From acaea3bb07883c80b71643ebee1cd08d555797bc Mon Sep 17 00:00:00 2001
From: DefTruth <31974251+DefTruth@users.noreply.github.com>
Date: Sat, 15 Mar 2025 11:42:38 +0800
Subject: [PATCH] [Bugfix][V1] Fix flashinfer sampling (#14815)

---
 vllm/v1/sample/ops/topk_topp_sampler.py | 19 ++++++++++++++++++-
 1 file changed, 18 insertions(+), 1 deletion(-)

diff --git a/vllm/v1/sample/ops/topk_topp_sampler.py b/vllm/v1/sample/ops/topk_topp_sampler.py
index 7d70e839b6f4e..d461a80989337 100644
--- a/vllm/v1/sample/ops/topk_topp_sampler.py
+++ b/vllm/v1/sample/ops/topk_topp_sampler.py
@@ -24,7 +24,24 @@ class TopKTopPSampler(nn.Module):
         super().__init__()
         if current_platform.is_cuda():
             if is_flashinfer_available:
-                if envs.VLLM_USE_FLASHINFER_SAMPLER is not False:
+                flashinfer_version = flashinfer.__version__
+                if flashinfer_version >= "0.2.3":
+                    # FIXME(DefTruth): Currently, we have errors when using
+                    # FlashInfer>=v0.2.3 for top-p & top-k sampling. As a
+                    # workaround, we disable FlashInfer for top-p & top-k
+                    # sampling by default while FlashInfer>=v0.2.3.

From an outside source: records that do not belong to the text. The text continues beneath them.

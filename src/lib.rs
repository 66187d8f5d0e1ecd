//! address-graph: interactive force-directed address graph.
//!
//! This crate provides a WASM-based graph visualization of addresses and the
//! links between them. Node visibility is layered: a global group filter and
//! a per-node override from the address list combine into the set of nodes
//! and links the canvas draws. The dataset itself is never mutated.

use leptos::prelude::*;
use leptos_meta::*;
use log::{Level, debug, info, warn};
use wasm_bindgen::JsCast;
use web_sys::{HtmlScriptElement, Window};

pub mod components;

pub use components::address_list::AddressList;
use components::force_graph::theme::GroupPalette;
pub use components::force_graph::{
	CanvasStyle, ForceGraphCanvas, GraphDataset, GraphView, Group, Link, MeshStyle, Node, NodeId,
	RenderMode, SceneObject, ViewConfig, VisibilityState, VisibleSet, nodes_for_table, resolve,
	sample_dataset,
};

/// Initialize logging and panic hooks for the WASM target.
pub fn init_logging() {
	let _ = console_log::init_with_level(Level::Debug);
	console_error_panic_hook::set_once();
	info!("address-graph: logging initialized");
}

/// Text of the `<script>` element with the given id.
fn script_text(id: &str) -> Option<String> {
	let window: Window = web_sys::window()?;
	let document = window.document()?;
	let element = document.get_element_by_id(id)?;
	let script: HtmlScriptElement = element.dyn_into().ok()?;
	script.text().ok()
}

/// Load graph data from a script element with id="graph-data".
/// Expected format: JSON with { nodes: [...], links: [...] }
fn load_graph_data() -> Option<GraphDataset> {
	let json_text = script_text("graph-data")?;

	match GraphDataset::from_json(&json_text) {
		Ok(data) => {
			info!(
				"address-graph: loaded {} nodes, {} links",
				data.nodes.len(),
				data.links.len()
			);
			for link in data.dangling_links() {
				warn!(
					"address-graph: link {} -> {} references a missing node",
					link.source.id(),
					link.target.id()
				);
			}
			Some(data)
		}
		Err(e) => {
			warn!("address-graph: failed to parse graph data: {}", e);
			None
		}
	}
}

/// Load the optional view configuration from id="view-config".
fn load_view_config() -> ViewConfig {
	let Some(json_text) = script_text("view-config") else {
		return ViewConfig::default();
	};
	ViewConfig::from_json(&json_text).unwrap_or_else(|e| {
		warn!("address-graph: invalid view config, using defaults: {}", e);
		ViewConfig::default()
	})
}

/// Writes the mesh-mode scene objects into `<script id="scene-objects">`,
/// creating the element on first use. A WebGL host reads them from there.
fn publish_scene(json: &str) -> Option<()> {
	let document = web_sys::window()?.document()?;
	let element = match document.get_element_by_id("scene-objects") {
		Some(element) => element,
		None => {
			let element = document.create_element("script").ok()?;
			element.set_id("scene-objects");
			element.set_attribute("type", "application/json").ok()?;
			document.body()?.append_child(&element).ok()?;
			element
		}
	};
	element.set_text_content(Some(json));
	Some(())
}

/// Label of a group's show/hide button.
pub fn group_button_label(group: Group, shown: bool) -> String {
	if shown {
		format!("Hide Group {group}")
	} else {
		format!("Show Group {group}")
	}
}

/// Main application component.
///
/// Owns the visibility inputs and derives the visible set from them with a
/// memo, so it is recomputed once per toggle and shared by the list and the
/// canvas.
#[component]
pub fn App() -> impl IntoView {
	provide_meta_context();

	let data = load_graph_data().unwrap_or_else(|| {
		info!("address-graph: no embedded dataset, using sample data");
		sample_dataset()
	});
	let config = load_view_config();
	let groups = data.groups();

	let state = RwSignal::new(VisibilityState::new(&data, config.initial_groups.clone()));
	let dataset = StoredValue::new(data);
	let selected = RwSignal::new(None::<NodeId>);

	let visible = Memo::new(move |_| {
		let set = dataset.with_value(|d| state.with(|s| s.visible_set(d)));
		state.with(|s| {
			info!(
				"address-graph: groups {:?} allowed, {} nodes visible",
				s.allowed_groups(),
				set.len()
			)
		});
		set
	});
	let rows = Memo::new(move |_| visible.with(|v| dataset.with_value(|d| nodes_for_table(d, v))));

	let toggle_group = move |group: Group| {
		debug!("address-graph: toggle group {group}");
		state.update(|s| s.toggle_group(group));
	};
	let on_toggle_visible = Callback::new(move |id: NodeId| {
		debug!("address-graph: toggle node {id}");
		state.update(|s| s.toggle_node_override(id));
	});
	let on_node_click = Callback::new(move |id: NodeId| selected.set(Some(id)));

	if let RenderMode::Mesh(style) = config.render {
		info!("address-graph: mesh mode, style {style:?}");
		let scene = StoredValue::new(GraphView::new(config.render, GroupPalette::default()));
		Effect::new(move |_| {
			let set = visible.get();
			let json = scene.try_update_value(|view| {
				view.set_visible(set);
				dataset.with_value(|d| view.scene_json(d))
			});
			match json {
				Some(Ok(json)) => {
					if publish_scene(&json).is_none() {
						warn!("address-graph: could not publish scene objects");
					}
				}
				Some(Err(e)) => warn!("address-graph: failed to serialize scene: {}", e),
				None => {}
			}
		});
	}

	view! {
		<Html attr:lang="en" attr:dir="ltr" attr:data-theme="dark" />
		<Title text="Address Graph" />
		<Meta charset="UTF-8" />
		<Meta name="viewport" content="width=device-width, initial-scale=1.0" />

		<div class="app-container">
			<div class="controls">
				{groups
					.into_iter()
					.map(|group| {
						view! {
							<button on:click=move |_| toggle_group(group)>
								{move || group_button_label(group, state.with(|s| s.is_group_allowed(group)))}
							</button>
						}
					})
					.collect_view()}
			</div>

			<AddressList rows=rows selected=selected on_toggle_visible=on_toggle_visible />

			<div class="graph-panel">
				<ForceGraphCanvas
					data=Signal::derive(move || dataset.get_value())
					visible=visible
					style=config.render.canvas_style()
					link_distance=config.link_distance
					on_node_click=on_node_click
				/>
			</div>
		</div>
	}
}

#[cfg(test)]
mod tests {
	use super::*;

	#[test]
	fn button_labels_reflect_group_state() {
		assert_eq!(group_button_label(1, true), "Hide Group 1");
		assert_eq!(group_button_label(2, false), "Show Group 2");
	}
}
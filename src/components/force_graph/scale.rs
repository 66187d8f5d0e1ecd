//! Zoom-dependent scaling configuration for graph visuals.
//!
//! - **World-space** values scale with zoom (node discs, link length).
//! - **Screen-space** values keep a constant pixel size; they are divided by
//!   the zoom factor `k` before drawing under the canvas transform.

/// Configuration for all size-related rendering parameters.
#[derive(Clone, Debug)]
pub struct ScaleConfig {
	/// Zoom bounds `(min, max)`.
	pub zoom: (f64, f64),
	/// Hit detection radius in world units.
	pub hit_radius: f64,
	/// Link width per unit of link value, in screen pixels.
	pub link_width_per_value: f64,
	/// Arrowhead length in world units.
	pub arrow_length: f64,
	/// Arrowhead position along the link (0 = source, 1 = target).
	pub arrow_rel_pos: f64,
	/// Flow particle radius in screen pixels.
	pub particle_radius: f64,
	/// Hover label font size in screen pixels.
	pub label_size: f64,
}

impl Default for ScaleConfig {
	fn default() -> Self {
		Self {
			zoom: (0.5, 5.0),
			hit_radius: 12.0,
			link_width_per_value: 0.1,
			arrow_length: 8.0,
			arrow_rel_pos: 0.8,
			particle_radius: 2.0,
			label_size: 12.0,
		}
	}
}

impl ScaleConfig {
	pub fn clamp_zoom(&self, k: f64) -> f64 {
		k.clamp(self.zoom.0, self.zoom.1)
	}
}

/// Pre-computed scale values for a specific zoom level.
///
/// Create this once per frame and pass it to rendering functions.
#[derive(Clone, Debug)]
pub struct ScaledValues {
	pub k: f64,
	pub particle_radius: f64,
	/// Label font string (e.g., "12px sans-serif").
	pub label_font: String,
	link_width_per_value: f64,
}

impl ScaledValues {
	pub fn new(config: &ScaleConfig, k: f64) -> Self {
		Self {
			k,
			particle_radius: config.particle_radius / k,
			label_font: format!("{}px sans-serif", config.label_size / k),
			link_width_per_value: config.link_width_per_value,
		}
	}

	/// Link line width in world-space for a link of the given value.
	pub fn link_width(&self, value: f64) -> f64 {
		(value * self.link_width_per_value).max(0.5) / self.k
	}
}
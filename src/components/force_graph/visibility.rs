//! Visibility composition.
//!
//! Two independent inputs decide whether a node is shown: the global group
//! filter and a per-node manual override. [`resolve`] combines them into a
//! [`VisibleSet`], which is the only thing the render loop consults.

use std::collections::{BTreeSet, HashMap};

use super::types::{GraphDataset, Group, Link, Node, NodeId};

/// Mutable visibility inputs, owned by the app for the whole session.
#[derive(Clone, Debug, Default, PartialEq)]
pub struct VisibilityState {
	allowed_groups: BTreeSet<Group>,
	overrides: HashMap<NodeId, bool>,
	node_groups: HashMap<NodeId, Group>,
}

impl VisibilityState {
	/// Seeds the override map from the dataset's per-node flags. After this,
	/// the dataset flags are never read again.
	pub fn new(dataset: &GraphDataset, initial_groups: impl IntoIterator<Item = Group>) -> Self {
		let overrides = dataset
			.nodes
			.iter()
			.filter_map(|n| n.visible.map(|v| (n.id, v)))
			.collect();
		let node_groups = dataset.nodes.iter().map(|n| (n.id, n.group)).collect();
		Self {
			allowed_groups: initial_groups.into_iter().collect(),
			overrides,
			node_groups,
		}
	}

	pub fn allowed_groups(&self) -> &BTreeSet<Group> {
		&self.allowed_groups
	}

	pub fn overrides(&self) -> &HashMap<NodeId, bool> {
		&self.overrides
	}

	pub fn is_group_allowed(&self, group: Group) -> bool {
		self.allowed_groups.contains(&group)
	}

	/// Adds the group if absent, removes it otherwise. Unknown groups are
	/// accepted.
	pub fn toggle_group(&mut self, group: Group) {
		if !self.allowed_groups.remove(&group) {
			self.allowed_groups.insert(group);
		}
	}

	/// Flips the node's override. Without a stored override the new value is
	/// the negation of the node's current effective visibility.
	pub fn toggle_node_override(&mut self, id: NodeId) {
		let next = match self.overrides.get(&id) {
			Some(current) => !current,
			None => !self.is_visible(id),
		};
		self.overrides.insert(id, next);
	}

	/// Effective visibility of a node under the current inputs. Ids missing
	/// from the dataset are hidden.
	pub fn is_visible(&self, id: NodeId) -> bool {
		self.node_groups
			.get(&id)
			.is_some_and(|g| self.allowed_groups.contains(g))
			&& self.overrides.get(&id) != Some(&false)
	}

	pub fn visible_set(&self, dataset: &GraphDataset) -> VisibleSet {
		resolve(dataset, &self.allowed_groups, &self.overrides)
	}
}

/// Derived set of node ids eligible for display.
#[derive(Clone, Debug, Default, PartialEq, Eq)]
pub struct VisibleSet {
	ids: BTreeSet<NodeId>,
}

impl VisibleSet {
	pub fn contains(&self, id: NodeId) -> bool {
		self.ids.contains(&id)
	}

	/// A link is visible iff both endpoints are. Dangling endpoints are never
	/// in the set, so such links stay hidden.
	pub fn is_link_visible(&self, link: &Link) -> bool {
		self.contains(link.source.id()) && self.contains(link.target.id())
	}

	pub fn len(&self) -> usize {
		self.ids.len()
	}

	pub fn is_empty(&self) -> bool {
		self.ids.is_empty()
	}

	pub fn iter(&self) -> impl Iterator<Item = NodeId> + '_ {
		self.ids.iter().copied()
	}
}

impl FromIterator<NodeId> for VisibleSet {
	fn from_iter<I: IntoIterator<Item = NodeId>>(iter: I) -> Self {
		Self {
			ids: iter.into_iter().collect(),
		}
	}
}

/// Pure combination of the dataset with both visibility inputs.
///
/// A node is visible iff its group is allowed and its override is not
/// explicitly `false`.
pub fn resolve(
	dataset: &GraphDataset,
	allowed_groups: &BTreeSet<Group>,
	overrides: &HashMap<NodeId, bool>,
) -> VisibleSet {
	dataset
		.nodes
		.iter()
		.filter(|n| allowed_groups.contains(&n.group) && overrides.get(&n.id) != Some(&false))
		.map(|n| n.id)
		.collect()
}

/// A dataset node as shown in the address list.
#[derive(Clone, Debug, PartialEq)]
pub struct NodeRow {
	pub node: Node,
	pub visible: bool,
}

/// Dataset nodes in dataset order, each tagged with its derived visibility.
pub fn nodes_for_table(dataset: &GraphDataset, visible: &VisibleSet) -> Vec<NodeRow> {
	dataset
		.nodes
		.iter()
		.map(|n| NodeRow {
			node: n.clone(),
			visible: visible.contains(n.id),
		})
		.collect()
}

#[cfg(test)]
mod tests {
	use super::*;
	use crate::components::force_graph::types::{LinkEndpoint, NodeRef};

	fn node(id: NodeId, group: Group) -> Node {
		Node {
			id,
			name: format!("0x{id}"),
			group,
			share: String::new(),
			visible: None,
		}
	}

	fn three_nodes() -> GraphDataset {
		GraphDataset {
			nodes: vec![node(1, 1), node(2, 1), node(3, 2)],
			links: vec![Link::new(1, 3, 10.0), Link::new(1, 2, 5.0)],
		}
	}

	fn ids(set: &VisibleSet) -> Vec<NodeId> {
		set.iter().collect()
	}

	#[test]
	fn resolve_is_deterministic() {
		let data = three_nodes();
		let groups = BTreeSet::from([1]);
		let overrides = HashMap::from([(2, false), (3, true)]);
		let first = resolve(&data, &groups, &overrides);
		let _ = resolve(&data, &BTreeSet::from([2]), &HashMap::new());
		assert_eq!(first, resolve(&data, &groups, &overrides));
	}

	#[test]
	fn group_and_override_compose() {
		let data = three_nodes();
		for groups in [BTreeSet::new(), BTreeSet::from([1]), BTreeSet::from([1, 2])] {
			for o1 in [None, Some(true), Some(false)] {
				let overrides: HashMap<_, _> = o1.map(|v| (1, v)).into_iter().collect();
				let set = resolve(&data, &groups, &overrides);
				for n in &data.nodes {
					let expected = groups.contains(&n.group) && overrides.get(&n.id) != Some(&false);
					assert_eq!(set.contains(n.id), expected);
				}
			}
		}
	}

	#[test]
	fn link_visible_iff_both_endpoints_visible() {
		let data = three_nodes();
		for groups in [BTreeSet::from([1]), BTreeSet::from([1, 2]), BTreeSet::from([2])] {
			let set = resolve(&data, &groups, &HashMap::new());
			for link in &data.links {
				let both = set.contains(link.source.id()) && set.contains(link.target.id());
				assert_eq!(set.is_link_visible(link), both);
			}
		}
	}

	#[test]
	fn resolved_endpoint_objects_are_normalized() {
		let set: VisibleSet = [1, 2].into_iter().collect();
		let link = Link {
			source: LinkEndpoint::Node(NodeRef { id: 1 }),
			target: LinkEndpoint::Id(2),
			value: 1.0,
			custom_length: None,
		};
		assert!(set.is_link_visible(&link));
	}

	#[test]
	fn dangling_link_is_hidden() {
		let data = three_nodes();
		let set = resolve(&data, &BTreeSet::from([1, 2]), &HashMap::new());
		assert!(!set.is_link_visible(&Link::new(1, 42, 1.0)));
		assert!(!set.is_link_visible(&Link::new(42, 43, 1.0)));
	}

	#[test]
	fn group_toggle_then_node_toggle() {
		let data = three_nodes();
		let mut state = VisibilityState::new(&data, [1, 2]);
		assert_eq!(ids(&state.visible_set(&data)), vec![1, 2, 3]);

		state.toggle_group(2);
		assert_eq!(ids(&state.visible_set(&data)), vec![1, 2]);

		state.toggle_node_override(1);
		assert_eq!(ids(&state.visible_set(&data)), vec![2]);
	}

	#[test]
	fn link_hidden_when_endpoint_group_excluded() {
		let data = three_nodes();
		let state = VisibilityState::new(&data, [1]);
		let set = state.visible_set(&data);
		assert!(!set.is_link_visible(&Link::new(1, 3, 10.0)));
		assert!(set.is_link_visible(&Link::new(1, 2, 10.0)));
	}

	#[test]
	fn double_node_toggle_restores_visible_set() {
		let data = three_nodes();
		let mut state = VisibilityState::new(&data, [1, 2]);
		let before = state.visible_set(&data);
		state.toggle_node_override(1);
		assert_ne!(state.visible_set(&data), before);
		state.toggle_node_override(1);
		assert_eq!(state.visible_set(&data), before);
	}

	#[test]
	fn double_toggle_restores_node_in_hidden_group() {
		let data = three_nodes();
		let mut state = VisibilityState::new(&data, [1]);
		let before = state.visible_set(&data);
		state.toggle_node_override(3);
		assert_eq!(state.overrides().get(&3), Some(&true));
		assert_eq!(state.visible_set(&data), before);
		state.toggle_node_override(3);
		assert_eq!(state.visible_set(&data), before);
	}

	#[test]
	fn first_toggle_negates_effective_visibility() {
		let data = three_nodes();
		let mut state = VisibilityState::new(&data, [1, 2]);
		state.toggle_group(1);
		state.toggle_node_override(2);
		// Node 2 was hidden by its group, so the first toggle shows it.
		assert_eq!(state.overrides().get(&2), Some(&true));
		state.toggle_group(1);
		assert!(state.visible_set(&data).contains(2));
	}

	#[test]
	fn dataset_flags_only_seed_overrides() {
		let mut data = three_nodes();
		data.nodes[0].visible = Some(false);
		let mut state = VisibilityState::new(&data, [1, 2]);
		assert!(!state.visible_set(&data).contains(1));
		state.toggle_node_override(1);
		assert!(state.visible_set(&data).contains(1));
	}

	#[test]
	fn missing_flag_leaves_node_unset_and_visible() {
		let mut data = three_nodes();
		data.nodes[2].visible = Some(false);
		let state = VisibilityState::new(&data, [1, 2]);
		assert_eq!(data.nodes[0].visible, None);
		assert!(!state.overrides().contains_key(&1));
		assert!(state.is_visible(1));
		assert!(state.visible_set(&data).contains(1));
		assert_eq!(state.overrides().get(&3), Some(&false));
		assert!(!state.visible_set(&data).contains(3));
	}

	#[test]
	fn missing_flag_parsed_from_json_is_unset() {
		let data = GraphDataset::from_json(
			r#"{"nodes":[{"id":1,"name":"a","group":1},{"id":2,"name":"b","group":1,"visible":false}],"links":[]}"#,
		)
		.unwrap();
		let state = VisibilityState::new(&data, [1]);
		assert_eq!(state.overrides().len(), 1);
		assert_eq!(ids(&state.visible_set(&data)), vec![1]);
	}

	#[test]
	fn id_visibility_matches_resolved_set() {
		let data = three_nodes();
		let mut state = VisibilityState::new(&data, [1]);
		state.toggle_node_override(2);
		let set = state.visible_set(&data);
		for id in [1, 2, 3, 99] {
			assert_eq!(state.is_visible(id), set.contains(id));
		}
	}

	#[test]
	fn unknown_ids_are_accepted() {
		let data = three_nodes();
		let mut state = VisibilityState::new(&data, [1, 2]);
		let before = state.visible_set(&data);
		state.toggle_group(9);
		state.toggle_node_override(77);
		assert!(state.is_group_allowed(9));
		assert_eq!(state.overrides().get(&77), Some(&true));
		assert_eq!(state.visible_set(&data), before);
	}

	#[test]
	fn table_rows_carry_visibility() {
		let data = three_nodes();
		let set = resolve(&data, &BTreeSet::from([1]), &HashMap::new());
		let rows = nodes_for_table(&data, &set);
		let flags: Vec<_> = rows.iter().map(|r| (r.node.id, r.visible)).collect();
		assert_eq!(flags, vec![(1, true), (2, true), (3, false)]);
	}
}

+                    # The sampling API removes the success return value
+                    # of all sampling API, which is not compatible with
+                    # earlier design.
+                    # https://github.com/flashinfer-ai/flashinfer/releases/
+                    # tag/v0.2.3
+                    logger.info(
+                        "Currently, FlashInfer top-p & top-k sampling sampler "
+                        "is disabled because FlashInfer>=v0.2.3 is not "
+                        "backward compatible. Falling back to the PyTorch-"
+                        "native implementation of top-p & top-k sampling.")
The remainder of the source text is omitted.